Young (1990: 231) pushes Habermas’s innovative contribution to understanding community further, combining it with Derrida’s notion of the co-presence of subjects. She argues that if community is a primary mode of experiencing the world, and we are each different individuals, then far from commonality characterising community, we ought to think of community as inherently (and internally) diverse. Consequentially, the way we theorise, understand, and use community shifts. Once we recognise community’s diversity, particularly our experience of it, attempts to homogenise community become not only counterproductive but also reactionary.
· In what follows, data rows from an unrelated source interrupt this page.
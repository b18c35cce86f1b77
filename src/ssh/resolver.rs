//! Get-or-create resolution of the rsync key pair

use tracing::{debug, info};

use crate::constants::{
    NOT_ABLE_TO_PROVISION_SSH_KEYS, NOT_ABLE_TO_PROVISION_SSH_KEYS_MESSAGE, SSH_KEY_NAME,
    SSH_KEY_SERVICE,
};
use crate::error::{Error, Result};
use crate::workspace::{record_warning, Warning};

use super::store::{KeyStoreError, SshKeyStore, SshPair};

/// Return the owner's existing `internal` pairs, generating one if there are none
///
/// Existing pairs are returned untouched and in store order; callers use the
/// first one. Any store failure records a warning in `warnings` and is fatal.
pub async fn get_or_create_pairs(
    store: &dyn SshKeyStore,
    owner: &str,
    warnings: &mut Vec<Warning>,
) -> Result<Vec<SshPair>> {
    let pairs = match store.get_pairs(owner, SSH_KEY_SERVICE).await {
        Ok(pairs) => pairs,
        Err(e) => {
            let cause = format!("Unable to get SSH Keys. Cause: {}", e);
            return Err(fail(warnings, cause, e));
        }
    };

    if !pairs.is_empty() {
        debug!(owner = %owner, count = pairs.len(), "Reusing existing SSH key pairs");
        return Ok(pairs);
    }

    match store.generate_pair(owner, SSH_KEY_SERVICE, SSH_KEY_NAME).await {
        Ok(pair) => {
            info!(owner = %owner, name = %pair.name, "Generated SSH key pair for async storage");
            Ok(vec![pair])
        }
        Err(e) => {
            let cause = format!(
                "Unable to generate the SSH key for async storage service. Cause: {}",
                e
            );
            Err(fail(warnings, cause, e))
        }
    }
}

/// The pair whose public key goes into the config map
pub fn canonical_pair(pairs: &[SshPair]) -> Option<&SshPair> {
    pairs.first()
}

fn fail(warnings: &mut Vec<Warning>, cause: String, source: KeyStoreError) -> Error {
    record_warning(
        warnings,
        Warning::new(
            NOT_ABLE_TO_PROVISION_SSH_KEYS,
            format!("{}. {}", NOT_ABLE_TO_PROVISION_SSH_KEYS_MESSAGE, cause),
        ),
    );
    Error::Credential(source)
}
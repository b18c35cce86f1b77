//! Provisioner configuration
//!
//! Loaded from an optional YAML file (path in `ASYNC_STORAGE_CONFIG`) with
//! individual fields overridable through environment variables.

use std::path::Path;

use serde::{Deserialize, Serialize};
use tracing::info;

use crate::error::{Error, Result};

pub const CONFIG_PATH_ENV: &str = "ASYNC_STORAGE_CONFIG";
pub const STORAGE_IMAGE_ENV: &str = "ASYNC_STORAGE_IMAGE";
pub const PVC_QUANTITY_ENV: &str = "ASYNC_STORAGE_PVC_QUANTITY";
pub const PVC_ACCESS_MODE_ENV: &str = "ASYNC_STORAGE_PVC_ACCESS_MODE";
pub const PVC_STRATEGY_ENV: &str = "ASYNC_STORAGE_PVC_STRATEGY";
pub const EXISTENCE_CHECK_ENV: &str = "ASYNC_STORAGE_EXISTENCE_CHECK";
pub const SSH_KEYS_NAMESPACE_ENV: &str = "ASYNC_STORAGE_SSH_KEYS_NAMESPACE";

/// How the reconciler decides whether a resource already exists
#[derive(Clone, Copy, Debug, Default, PartialEq, Eq, Deserialize, Serialize)]
#[serde(rename_all = "kebab-case")]
pub enum ExistenceCheck {
    /// List the namespace and look for the name before creating
    #[default]
    List,
    /// Create unconditionally; a name conflict means the resource exists
    Create,
}

impl std::str::FromStr for ExistenceCheck {
    type Err = Error;

    fn from_str(s: &str) -> Result<Self> {
        match s {
            "list" => Ok(ExistenceCheck::List),
            "create" => Ok(ExistenceCheck::Create),
            other => Err(Error::config(format!(
                "Invalid existence check '{}': must be one of: list, create",
                other
            ))),
        }
    }
}

/// Provisioner settings
#[derive(Clone, Debug, Deserialize, Serialize, PartialEq, Eq)]
#[serde(rename_all = "camelCase")]
pub struct ProvisionerConfig {
    /// Image of the rsync-over-SSH storage container
    #[serde(default = "default_storage_image")]
    pub storage_image: String,

    /// Capacity requested for the backup claim
    #[serde(default = "default_pvc_quantity")]
    pub pvc_quantity: String,

    /// Access mode of the backup claim
    #[serde(default = "default_pvc_access_mode")]
    pub pvc_access_mode: String,

    /// PVC strategy the workspaces run with
    #[serde(default = "default_pvc_strategy")]
    pub pvc_strategy: String,

    #[serde(default)]
    pub existence_check: ExistenceCheck,

    /// Namespace holding SSH key secrets
    #[serde(default = "default_ssh_keys_namespace")]
    pub ssh_keys_namespace: String,
}

fn default_storage_image() -> String {
    "quay.io/eclipse/che-workspace-data-sync-storage:0.0.1".to_string()
}

fn default_pvc_quantity() -> String {
    "10Gi".to_string()
}

fn default_pvc_access_mode() -> String {
    "ReadWriteOnce".to_string()
}

fn default_pvc_strategy() -> String {
    "common".to_string()
}

fn default_ssh_keys_namespace() -> String {
    "che".to_string()
}

impl Default for ProvisionerConfig {
    fn default() -> Self {
        Self {
            storage_image: default_storage_image(),
            pvc_quantity: default_pvc_quantity(),
            pvc_access_mode: default_pvc_access_mode(),
            pvc_strategy: default_pvc_strategy(),
            existence_check: ExistenceCheck::default(),
            ssh_keys_namespace: default_ssh_keys_namespace(),
        }
    }
}

impl ProvisionerConfig {
    /// Parse a YAML document; absent fields take their defaults
    pub fn from_yaml(yaml: &str) -> Result<Self> {
        Ok(serde_yaml::from_str(yaml)?)
    }

    pub fn from_file(path: &Path) -> Result<Self> {
        let content = std::fs::read_to_string(path)?;
        Self::from_yaml(&content)
    }

    /// Load from the file named by `ASYNC_STORAGE_CONFIG`, then apply
    /// environment overrides and validate
    pub fn load() -> Result<Self> {
        let mut config = match std::env::var(CONFIG_PATH_ENV) {
            Ok(path) => {
                info!(path = %path, "Loading provisioner configuration");
                Self::from_file(Path::new(&path))?
            }
            Err(_) => Self::default(),
        };
        config.apply_overrides(|key| std::env::var(key).ok())?;
        config.validate()?;
        Ok(config)
    }

    /// Override fields from a key lookup (the process environment in `load`)
    pub fn apply_overrides<F>(&mut self, lookup: F) -> Result<()>
    where
        F: Fn(&str) -> Option<String>,
    {
        if let Some(v) = lookup(STORAGE_IMAGE_ENV) {
            self.storage_image = v;
        }
        if let Some(v) = lookup(PVC_QUANTITY_ENV) {
            self.pvc_quantity = v;
        }
        if let Some(v) = lookup(PVC_ACCESS_MODE_ENV) {
            self.pvc_access_mode = v;
        }
        if let Some(v) = lookup(PVC_STRATEGY_ENV) {
            self.pvc_strategy = v;
        }
        if let Some(v) = lookup(EXISTENCE_CHECK_ENV) {
            self.existence_check = v.parse()?;
        }
        if let Some(v) = lookup(SSH_KEYS_NAMESPACE_ENV) {
            self.ssh_keys_namespace = v;
        }
        Ok(())
    }

    /// Validate the configuration
    ///
    /// The strategy is left alone: it is only compared against `common` when
    /// a workspace asks for async storage.
    pub fn validate(&self) -> Result<()> {
        if self.storage_image.trim().is_empty() {
            return Err(Error::config("Storage image must not be empty"));
        }
        if self.pvc_quantity.trim().is_empty() {
            return Err(Error::config("PVC quantity must not be empty"));
        }
        if self.pvc_access_mode.trim().is_empty() {
            return Err(Error::config("PVC access mode must not be empty"));
        }
        if self.ssh_keys_namespace.trim().is_empty() {
            return Err(Error::config("SSH keys namespace must not be empty"));
        }
        Ok(())
    }
}

#[cfg(test)]
mod tests {
    use std::collections::HashMap;
    use std::io::Write;

    use super::*;

    #[test]
    fn empty_document_uses_defaults() {
        let config = ProvisionerConfig::from_yaml("{}").unwrap();
        assert_eq!(config, ProvisionerConfig::default());
        assert_eq!(config.pvc_strategy, "common");
        assert_eq!(config.existence_check, ExistenceCheck::List);
    }

    #[test]
    fn file_values_are_read() {
        let mut file = tempfile::NamedTempFile::new().unwrap();
        writeln!(
            file,
            "storageImage: registry.local/storage:1\npvcQuantity: 1Gi\npvcStrategy: per-workspace\nexistenceCheck: create"
        )
        .unwrap();

        let config = ProvisionerConfig::from_file(file.path()).unwrap();
        assert_eq!(config.storage_image, "registry.local/storage:1");
        assert_eq!(config.pvc_quantity, "1Gi");
        assert_eq!(config.pvc_access_mode, "ReadWriteOnce");
        assert_eq!(config.pvc_strategy, "per-workspace");
        assert_eq!(config.existence_check, ExistenceCheck::Create);
    }

    #[test]
    fn overrides_replace_file_values() {
        let env: HashMap<&str, &str> = HashMap::from([
            (PVC_ACCESS_MODE_ENV, "ReadWriteMany"),
            (EXISTENCE_CHECK_ENV, "create"),
        ]);
        let mut config = ProvisionerConfig::default();
        config
            .apply_overrides(|k| env.get(k).map(|v| v.to_string()))
            .unwrap();
        assert_eq!(config.pvc_access_mode, "ReadWriteMany");
        assert_eq!(config.existence_check, ExistenceCheck::Create);
    }

    #[test]
    fn unknown_existence_check_is_rejected() {
        let mut config = ProvisionerConfig::default();
        let result = config.apply_overrides(|k| {
            (k == EXISTENCE_CHECK_ENV).then(|| "get".to_string())
        });
        assert!(matches!(result, Err(Error::Config(_))));
    }

    #[test]
    fn empty_image_fails_validation() {
        let config = ProvisionerConfig {
            storage_image: " ".to_string(),
            ..Default::default()
        };
        let err = config.validate().unwrap_err();
        assert!(err.to_string().contains("Storage image"));
    }
}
For Agamben (2003) and Nancy (1991, 2016) — both Derrideans like Young — community is a key concern. Both take different starting points to Habermas’s community, as a natural or essential extension of the self, and as foundational for organisations or the state. For this reason, they also reject Young’s analysis of community that builds on Habermas’ framework. Community for both Agamben and Nancy is singular, rather than dialogical (Elliott, 2010). Agamben’s The Coming Community (2009), rejecting essentialism, stakes out his ground. Community cannot be based upon any commonality: ‘there is no essence, no historical or spiritual vocation, no biological destiny that humans must enact or realize’ (2009: 43). Community for Agamben emerges as any singularity demonstrating ‘being-in-common’.

Agamben’s conception of community is radically subversive. Against ‘traditional’ understandings of community — particularly the ‘community of place’ Straw Man — Agamben argues that there is nothing inherent, given or natural about community. Community is emergent, not essential. Agamben is not the first to make this claim, but it marks a strong departure from previously accepted community semantics. Yet because it rejects divisions based on identity, politics, or more abstract bases, community under Agamben’s interpretation emerges as profoundly affirming. It becomes a unifying condition of our being- and becoming-together with others, against any imposed community categorisation. Community becomes ‘the principle enemy of the State. Wherever these singularities peacefully demonstrate their being in common there will be a Tiananmen’ (2009: 87).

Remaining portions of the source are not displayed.